• **Work to be completed**
Scan each line of the entries below for the word "traits" and count the ones where it appears. The answer is that number alone.

----------------

//! Static lookup tables: per-domain and per-topic audience diversity.
//!
//! Both are loaded once at startup and never mutated afterwards.

use std::collections::HashMap;
use std::path::Path;

use tracing::{debug, info};

use crate::error::{DiversityError, Result};

/// Minimum `n_visitors` for a domain row to be trusted.
pub const DEFAULT_MIN_VISITORS: u64 = 10;

const DOMAIN_COLUMN: &str = "private_domain";
const VISITORS_COLUMN: &str = "n_visitors";
const DIVERSITY_COLUMN: &str = "visitor_var";

// --- DomainTable ---

/// Registrable domain -> raw audience diversity (`visitor_var`).
#[derive(Debug, Clone, Default)]
pub struct DomainTable {
    values: HashMap<String, f64>,
}

impl DomainTable {
    pub fn from_entries<I, S>(entries: I) -> Self
    where
        I: IntoIterator<Item = (S, f64)>,
        S: Into<String>,
    {
        let mut values = HashMap::new();
        for (domain, value) in entries {
            values.entry(domain.into().to_lowercase()).or_insert(value);
        }
        Self { values }
    }

    /// Load the domain CSV. Needs a header row naming `private_domain`,
    /// `n_visitors` and `visitor_var` (any order, other columns ignored).
    pub fn load(path: &Path, min_visitors: u64) -> Result<Self> {
        let raw = std::fs::read_to_string(path).map_err(|source| DiversityError::Io {
            path: path.to_path_buf(),
            source,
        })?;
        let table = Self::parse_csv(&raw, min_visitors).map_err(|(line, message)| {
            DiversityError::Table {
                path: path.to_path_buf(),
                line,
                message,
            }
        })?;
        info!(path = %path.display(), domains = table.len(), min_visitors, "Loaded domain diversity table");
        Ok(table)
    }

    /// Parse CSV text. Rows below `min_visitors` are dropped, the first row
    /// wins for a repeated domain, and rows without a finite `visitor_var`
    /// are skipped. Domains are lowercased to match `registrable_domain`.
    /// A row whose field count differs from the header's (e.g. a quoted
    /// field containing a comma) is an error. Errors carry the 1-based line
    /// number.
    fn parse_csv(raw: &str, min_visitors: u64) -> std::result::Result<Self, (usize, String)> {
        let mut lines = raw
            .lines()
            .enumerate()
            .map(|(i, line)| (i + 1, line))
            .filter(|(_, line)| !line.trim().is_empty());

        let (header_line, header) = lines.next().ok_or((1, "file is empty".to_string()))?;
        let columns: Vec<String> = split_row(header);
        let column = |name: &str| {
            columns
                .iter()
                .position(|c| c == name)
                .ok_or((header_line, format!("missing column `{name}`")))
        };
        let domain_idx = column(DOMAIN_COLUMN)?;
        let visitors_idx = column(VISITORS_COLUMN)?;
        let diversity_idx = column(DIVERSITY_COLUMN)?;

        let mut values = HashMap::new();
        let mut skipped = 0usize;
        for (line_no, line) in lines {
            let fields = split_row(line);
            if fields.len() != columns.len() {
                return Err((
                    line_no,
                    format!("expected {} fields, found {}", columns.len(), fields.len()),
                ));
            }
            let field = |idx: usize| fields[idx].as_str();

            let domain = field(domain_idx);
            let visitors: f64 = field(visitors_idx)
                .parse()
                .map_err(|_| (line_no, format!("invalid {VISITORS_COLUMN}")))?;
            if visitors < min_visitors as f64 || domain.is_empty() {
                continue;
            }

            let diversity = field(diversity_idx);
            match diversity.parse::<f64>() {
                Ok(v) if v.is_finite() => {
                    values.entry(domain.to_lowercase()).or_insert(v);
                }
                Ok(_) => skipped += 1,
                Err(_) if diversity.is_empty() => skipped += 1,
                Err(_) => return Err((line_no, format!("invalid {DIVERSITY_COLUMN}: {diversity}"))),
            }
        }

        if skipped > 0 {
            debug!(skipped, "Skipped domain rows without a diversity value");
        }
        Ok(Self { values })
    }

    pub fn get(&self, domain: &str) -> Option<f64> {
        self.values.get(domain).copied()
    }

    pub fn len(&self) -> usize {
        self.values.len()
    }

    pub fn is_empty(&self) -> bool {
        self.values.is_empty()
    }
}

fn split_row(line: &str) -> Vec<String> {
    line.split(',')
        .map(|f| f.trim().trim_matches('"').to_string())
        .collect()
}

// --- TopicTable ---

/// Topic ID -> raw audience diversity of posts in that topic.
#[derive(Debug, Clone, Default)]
pub struct TopicTable {
    values: HashMap<i64, f64>,
}

impl TopicTable {
    pub fn from_entries<I>(entries: I) -> Self
    where
        I: IntoIterator<Item = (i64, f64)>,
    {
        Self {
            values: entries.into_iter().collect(),
        }
    }

    /// Load a JSON object keyed by string-encoded topic IDs: `{"0": 2.1, ...}`.
    pub fn load(path: &Path) -> Result<Self> {
        let raw = std::fs::read_to_string(path).map_err(|source| DiversityError::Io {
            path: path.to_path_buf(),
            source,
        })?;
        let parsed: HashMap<String, f64> =
            serde_json::from_str(&raw).map_err(|source| DiversityError::Json {
                path: path.to_path_buf(),
                source,
            })?;

        let mut values = HashMap::with_capacity(parsed.len());
        for (key, value) in parsed {
            let topic: i64 = key.trim().parse().map_err(|_| DiversityError::Table {
                path: path.to_path_buf(),
                line: 0,
                message: format!("topic key `{key}` is not an integer"),
            })?;
            values.insert(topic, value);
        }

        info!(path = %path.display(), topics = values.len(), "Loaded topic diversity table");
        Ok(Self { values })
    }

    pub fn get(&self, topic: i64) -> Option<f64> {
        self.values.get(&topic).copied()
    }

    pub fn len(&self) -> usize {
        self.values.len()
    }

    pub fn is_empty(&self) -> bool {
        self.values.is_empty()
    }
}
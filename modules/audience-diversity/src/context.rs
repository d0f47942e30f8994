use tracing::info;

use crate::config::Config;
use crate::error::Result;
use crate::tables::{DomainTable, TopicTable};
use crate::urls::PlatformBlocklist;

/// Population mean of domain audience diversity.
pub const AD_MEAN: f64 = 4.86;
/// Population standard deviation of domain audience diversity.
pub const AD_STD: f64 = 1.64;
/// Population mean of topic audience diversity.
pub const TD_MEAN: f64 = 2.66;
/// Population standard deviation of topic audience diversity.
pub const TD_STD: f64 = 1.77;
/// Score for posts with neither a known domain nor a known topic.
pub const DEFAULT_SCORE: f64 = 0.0;

/// Fixed statistics used to standardize the two score sources.
#[derive(Debug, Clone, Copy, PartialEq)]
pub struct Normalization {
    pub ad_mean: f64,
    pub ad_std: f64,
    pub td_mean: f64,
    pub td_std: f64,
    pub default_score: f64,
}

impl Default for Normalization {
    fn default() -> Self {
        Self {
            ad_mean: AD_MEAN,
            ad_std: AD_STD,
            td_mean: TD_MEAN,
            td_std: TD_STD,
            default_score: DEFAULT_SCORE,
        }
    }
}

impl Normalization {
    pub fn domain_z(&self, raw: f64) -> f64 {
        (raw - self.ad_mean) / self.ad_std
    }

    pub fn topic_z(&self, raw: f64) -> f64 {
        (raw - self.td_mean) / self.td_std
    }
}

/// Everything scoring reads and nothing it writes. Built once at startup and
/// shared behind an `Arc`.
#[derive(Debug, Clone, Default)]
pub struct DiversityContext {
    pub domains: DomainTable,
    pub topics: TopicTable,
    pub blocklist: PlatformBlocklist,
    pub normalization: Normalization,
}

impl DiversityContext {
    pub fn new(domains: DomainTable, topics: TopicTable) -> Self {
        Self {
            domains,
            topics,
            ..Default::default()
        }
    }

    pub fn with_normalization(mut self, normalization: Normalization) -> Self {
        self.normalization = normalization;
        self
    }

    /// Load both tables from the paths in `config`.
    pub fn load(config: &Config) -> Result<Self> {
        let domains = DomainTable::load(&config.audience_diversity_file, config.min_domain_visitors)?;
        let topics = TopicTable::load(&config.topic_diversity_file)?;

        info!(
            domains = domains.len(),
            topics = topics.len(),
            "Diversity context ready"
        );

        Ok(Self::new(domains, topics).with_normalization(config.normalization))
    }
}

#[cfg(test)]
mod tests {
    use super::*;

    #[test]
    fn domain_z_uses_domain_statistics() {
        let n = Normalization::default();
        assert_eq!(n.domain_z(6.5), (6.5 - 4.86) / 1.64);
        assert_eq!(n.domain_z(AD_MEAN), 0.0);
    }

    #[test]
    fn topic_z_uses_topic_statistics() {
        let n = Normalization::default();
        assert_eq!(n.topic_z(1.2), (1.2 - 2.66) / 1.77);
        assert!((n.topic_z(1.2) - -0.8249).abs() < 1e-3);
    }
}
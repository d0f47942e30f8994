//! Audience diversity scoring for social media posts.
//!
//! A post is scored from the news domain it links to when that domain is in
//! the audience diversity table, otherwise from the topic its text falls into,
//! otherwise it gets the population mean. Both sources are z-scored against
//! fixed population statistics.

pub mod config;
pub mod context;
pub mod error;
pub mod scorer;
pub mod tables;
pub mod text;
pub mod traits;
pub mod types;
pub mod urls;

#[cfg(any(test, feature = "test-support"))]
pub mod testing;

pub use config::Config;
pub use context::{DiversityContext, Normalization};
pub use error::{DiversityError, ScoringError};
pub use scorer::DiversityScorer;
pub use traits::{PassthroughUnshortener, TopicClassifier, Unshortener};
pub use types::{Platform, Post, PostScore, ScoreSource, NO_TOPIC};
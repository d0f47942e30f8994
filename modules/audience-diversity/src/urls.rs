//! Candidate URL extraction, platform filtering and registrable-domain
//! normalization.

use std::borrow::Cow;
use std::sync::LazyLock;

use regex::Regex;

use crate::types::{Platform, Post};

/// Substrings marking social or reference platforms. A link to one of these
/// says nothing about which news source a post points at.
pub const PLATFORM_BLOCKLIST: &[&str] = &[
    "twitter.com",
    "youtube.com",
    "youtu.be",
    "pubmed.ncbi.nlm.nih.gov",
    "ncbi.nlm.nih.gov",
    "tumblr.com",
    "wikipedia.org",
    "reddit.com",
    "facebook.com",
    "medium.com",
    "pbs.twimg",
];

static URL_RE: LazyLock<Regex> = LazyLock::new(|| Regex::new(r"https?://[^\s]+").unwrap());
static URL_STRIP_RE: LazyLock<Regex> =
    LazyLock::new(|| Regex::new(r"https?://\S+|www\.\S+").unwrap());

#[derive(Debug, Clone)]
pub struct PlatformBlocklist {
    patterns: Vec<String>,
}

impl Default for PlatformBlocklist {
    fn default() -> Self {
        Self::new(PLATFORM_BLOCKLIST.iter().copied())
    }
}

impl PlatformBlocklist {
    pub fn new<I, S>(patterns: I) -> Self
    where
        I: IntoIterator<Item = S>,
        S: Into<String>,
    {
        Self {
            patterns: patterns.into_iter().map(Into::into).collect(),
        }
    }

    /// True when `url` (or domain) contains any blocked substring.
    pub fn blocks(&self, url: &str) -> bool {
        self.patterns.iter().any(|p| url.contains(p.as_str()))
    }
}

/// First `http(s)://` token in free text.
pub fn first_url(text: &str) -> Option<&str> {
    URL_RE.find(text).map(|m| m.as_str())
}

/// Remove every URL (and bare `www.` link) from text.
pub fn remove_urls(text: &str) -> Cow<'_, str> {
    URL_STRIP_RE.replace_all(text, "")
}

/// The one URL scoring considers for a post, if any.
///
/// Twitter posts use the first non-platform entry of `embedded_urls`, then
/// `expanded_url`. Everything else uses the first URL in the text; when that
/// URL is a platform link the post has no candidate (later URLs are not
/// considered).
pub fn candidate_url(post: &Post, platform: Platform, blocklist: &PlatformBlocklist) -> Option<String> {
    match platform {
        Platform::Twitter => post
            .embedded_urls
            .iter()
            .find(|url| !blocklist.blocks(url))
            .or_else(|| {
                post.expanded_url
                    .as_ref()
                    .filter(|url| !url.is_empty() && !blocklist.blocks(url))
            })
            .cloned(),
        Platform::Reddit | Platform::Other => {
            let url = first_url(post.text.as_deref()?)?;
            (!blocklist.blocks(url)).then(|| url.to_string())
        }
    }
}

/// Registrable domain of a resolved URL: the host's last two labels,
/// lowercased (`https://www.nytimes.com/a` -> `nytimes.com`).
///
/// Returns `None` for URLs with fewer than three `/`-separated components.
/// Multi-label public suffixes are not understood, so `news.bbc.co.uk`
/// becomes `co.uk`; the domain table is keyed the same way.
pub fn registrable_domain(url: &str) -> Option<String> {
    let host = url.split('/').nth(2)?;
    let labels: Vec<&str> = host.split('.').collect();
    let start = labels.len().saturating_sub(2);
    Some(labels[start..].join(".").to_lowercase())
}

----------------

• **Answer section**
2